═══ INFORMATION SHOWN

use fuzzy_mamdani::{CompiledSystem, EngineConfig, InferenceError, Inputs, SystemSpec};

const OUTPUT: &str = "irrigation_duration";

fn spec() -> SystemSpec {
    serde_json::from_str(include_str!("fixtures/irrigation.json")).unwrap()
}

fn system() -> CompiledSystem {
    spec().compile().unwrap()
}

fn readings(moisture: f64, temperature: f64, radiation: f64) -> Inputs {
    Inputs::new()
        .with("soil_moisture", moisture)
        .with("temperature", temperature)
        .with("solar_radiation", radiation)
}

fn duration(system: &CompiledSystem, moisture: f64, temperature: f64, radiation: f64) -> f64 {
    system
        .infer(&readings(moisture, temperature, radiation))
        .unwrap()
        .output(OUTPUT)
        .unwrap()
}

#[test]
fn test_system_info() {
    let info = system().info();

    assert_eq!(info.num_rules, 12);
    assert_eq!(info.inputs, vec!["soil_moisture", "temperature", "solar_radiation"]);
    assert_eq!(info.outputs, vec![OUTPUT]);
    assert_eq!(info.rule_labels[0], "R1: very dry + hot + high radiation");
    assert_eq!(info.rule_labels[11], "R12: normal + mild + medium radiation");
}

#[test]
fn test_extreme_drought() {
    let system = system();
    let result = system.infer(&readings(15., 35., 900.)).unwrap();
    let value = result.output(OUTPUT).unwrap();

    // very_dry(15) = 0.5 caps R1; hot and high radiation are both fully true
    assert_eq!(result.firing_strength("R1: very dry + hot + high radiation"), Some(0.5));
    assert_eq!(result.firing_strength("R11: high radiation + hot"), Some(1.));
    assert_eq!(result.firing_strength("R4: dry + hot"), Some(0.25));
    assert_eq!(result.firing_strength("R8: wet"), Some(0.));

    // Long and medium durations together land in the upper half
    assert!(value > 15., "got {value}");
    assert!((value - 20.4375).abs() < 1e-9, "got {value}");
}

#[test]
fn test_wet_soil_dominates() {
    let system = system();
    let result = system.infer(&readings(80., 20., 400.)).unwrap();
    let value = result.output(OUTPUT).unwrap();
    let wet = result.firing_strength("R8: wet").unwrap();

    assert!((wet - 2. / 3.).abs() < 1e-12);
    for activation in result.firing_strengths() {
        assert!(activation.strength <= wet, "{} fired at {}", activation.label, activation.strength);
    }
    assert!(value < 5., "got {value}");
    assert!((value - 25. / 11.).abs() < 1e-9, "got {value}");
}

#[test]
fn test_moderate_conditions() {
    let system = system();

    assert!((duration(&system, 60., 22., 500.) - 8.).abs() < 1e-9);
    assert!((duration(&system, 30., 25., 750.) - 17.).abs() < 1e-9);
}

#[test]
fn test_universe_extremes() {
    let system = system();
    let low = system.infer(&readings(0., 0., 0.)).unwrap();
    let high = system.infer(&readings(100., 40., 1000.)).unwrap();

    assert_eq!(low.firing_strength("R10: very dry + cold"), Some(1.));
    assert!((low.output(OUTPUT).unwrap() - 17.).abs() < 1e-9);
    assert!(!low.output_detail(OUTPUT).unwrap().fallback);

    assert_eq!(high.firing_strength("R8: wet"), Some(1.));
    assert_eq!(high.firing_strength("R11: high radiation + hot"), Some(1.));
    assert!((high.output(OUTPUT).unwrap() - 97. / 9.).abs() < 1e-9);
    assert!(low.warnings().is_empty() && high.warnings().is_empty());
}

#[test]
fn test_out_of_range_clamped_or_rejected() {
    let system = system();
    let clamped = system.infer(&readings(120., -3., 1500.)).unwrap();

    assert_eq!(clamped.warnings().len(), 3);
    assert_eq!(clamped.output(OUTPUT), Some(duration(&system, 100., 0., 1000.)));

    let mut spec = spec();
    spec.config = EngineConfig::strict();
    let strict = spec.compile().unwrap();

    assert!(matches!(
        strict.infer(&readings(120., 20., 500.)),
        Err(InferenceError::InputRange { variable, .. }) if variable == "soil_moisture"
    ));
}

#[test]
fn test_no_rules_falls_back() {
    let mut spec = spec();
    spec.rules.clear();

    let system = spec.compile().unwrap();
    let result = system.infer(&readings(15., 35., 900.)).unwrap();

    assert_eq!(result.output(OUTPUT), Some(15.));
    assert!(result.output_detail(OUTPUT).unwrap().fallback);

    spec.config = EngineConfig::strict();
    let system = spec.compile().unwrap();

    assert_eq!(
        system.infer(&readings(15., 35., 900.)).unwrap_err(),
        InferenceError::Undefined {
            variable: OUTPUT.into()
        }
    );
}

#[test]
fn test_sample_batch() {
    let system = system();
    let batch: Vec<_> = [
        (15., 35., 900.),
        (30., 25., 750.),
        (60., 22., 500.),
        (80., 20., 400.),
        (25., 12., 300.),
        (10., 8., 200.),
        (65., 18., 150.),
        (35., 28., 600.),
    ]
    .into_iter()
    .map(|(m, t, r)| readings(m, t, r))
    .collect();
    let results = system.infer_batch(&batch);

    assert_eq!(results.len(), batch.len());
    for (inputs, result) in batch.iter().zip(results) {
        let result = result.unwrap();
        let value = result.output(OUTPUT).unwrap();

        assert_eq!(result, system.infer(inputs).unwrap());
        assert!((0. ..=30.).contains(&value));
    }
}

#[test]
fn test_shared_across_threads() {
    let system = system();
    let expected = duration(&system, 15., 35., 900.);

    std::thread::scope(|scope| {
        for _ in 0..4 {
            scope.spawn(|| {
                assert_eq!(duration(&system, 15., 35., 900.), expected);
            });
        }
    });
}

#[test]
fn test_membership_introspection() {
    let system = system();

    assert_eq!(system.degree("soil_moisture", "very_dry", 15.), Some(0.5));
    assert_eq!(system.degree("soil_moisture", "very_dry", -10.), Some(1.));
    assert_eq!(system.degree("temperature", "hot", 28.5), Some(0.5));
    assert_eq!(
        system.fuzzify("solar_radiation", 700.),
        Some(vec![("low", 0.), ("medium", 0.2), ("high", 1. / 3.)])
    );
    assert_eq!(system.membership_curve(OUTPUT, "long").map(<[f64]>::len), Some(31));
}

══════
═══ INFORMATION SHOWN

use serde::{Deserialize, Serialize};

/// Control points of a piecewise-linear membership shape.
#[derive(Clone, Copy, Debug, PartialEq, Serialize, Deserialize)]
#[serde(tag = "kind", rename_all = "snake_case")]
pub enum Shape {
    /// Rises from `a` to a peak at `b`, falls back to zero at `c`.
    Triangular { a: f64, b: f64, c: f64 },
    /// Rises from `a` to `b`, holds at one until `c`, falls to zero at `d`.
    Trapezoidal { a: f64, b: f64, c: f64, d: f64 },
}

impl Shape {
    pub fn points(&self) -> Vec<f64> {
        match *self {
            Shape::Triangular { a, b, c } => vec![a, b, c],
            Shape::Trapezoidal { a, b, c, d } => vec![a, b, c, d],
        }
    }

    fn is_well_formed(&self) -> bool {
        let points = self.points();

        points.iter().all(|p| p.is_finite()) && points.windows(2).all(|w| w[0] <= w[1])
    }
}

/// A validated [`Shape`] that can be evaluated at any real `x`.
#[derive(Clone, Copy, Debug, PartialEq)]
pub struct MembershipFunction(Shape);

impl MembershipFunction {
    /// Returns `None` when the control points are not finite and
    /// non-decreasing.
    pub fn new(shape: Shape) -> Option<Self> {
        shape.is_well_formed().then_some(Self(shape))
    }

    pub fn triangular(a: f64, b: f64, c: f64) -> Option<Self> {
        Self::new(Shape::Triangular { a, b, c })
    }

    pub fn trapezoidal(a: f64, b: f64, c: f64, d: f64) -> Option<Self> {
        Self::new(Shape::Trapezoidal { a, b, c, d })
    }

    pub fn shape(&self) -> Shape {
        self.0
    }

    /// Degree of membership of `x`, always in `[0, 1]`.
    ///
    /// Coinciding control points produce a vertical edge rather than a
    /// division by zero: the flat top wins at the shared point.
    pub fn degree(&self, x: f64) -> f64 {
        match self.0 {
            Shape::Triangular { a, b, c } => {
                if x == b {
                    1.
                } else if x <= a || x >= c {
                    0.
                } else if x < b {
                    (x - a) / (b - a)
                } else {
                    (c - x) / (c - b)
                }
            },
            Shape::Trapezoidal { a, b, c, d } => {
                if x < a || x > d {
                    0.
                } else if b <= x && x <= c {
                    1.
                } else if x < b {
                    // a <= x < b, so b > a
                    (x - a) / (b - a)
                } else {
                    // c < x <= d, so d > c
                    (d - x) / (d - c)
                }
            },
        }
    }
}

══════

> [EXERCISE REQUIREMENTS] Search the entries for the string "Copy" and return each line where it turns up.

> [WRITTEN RESPONSE]
#[derive(Clone, Copy, Debug, PartialEq, Serialize, Deserialize)]
#[derive(Clone, Copy, Debug, PartialEq)]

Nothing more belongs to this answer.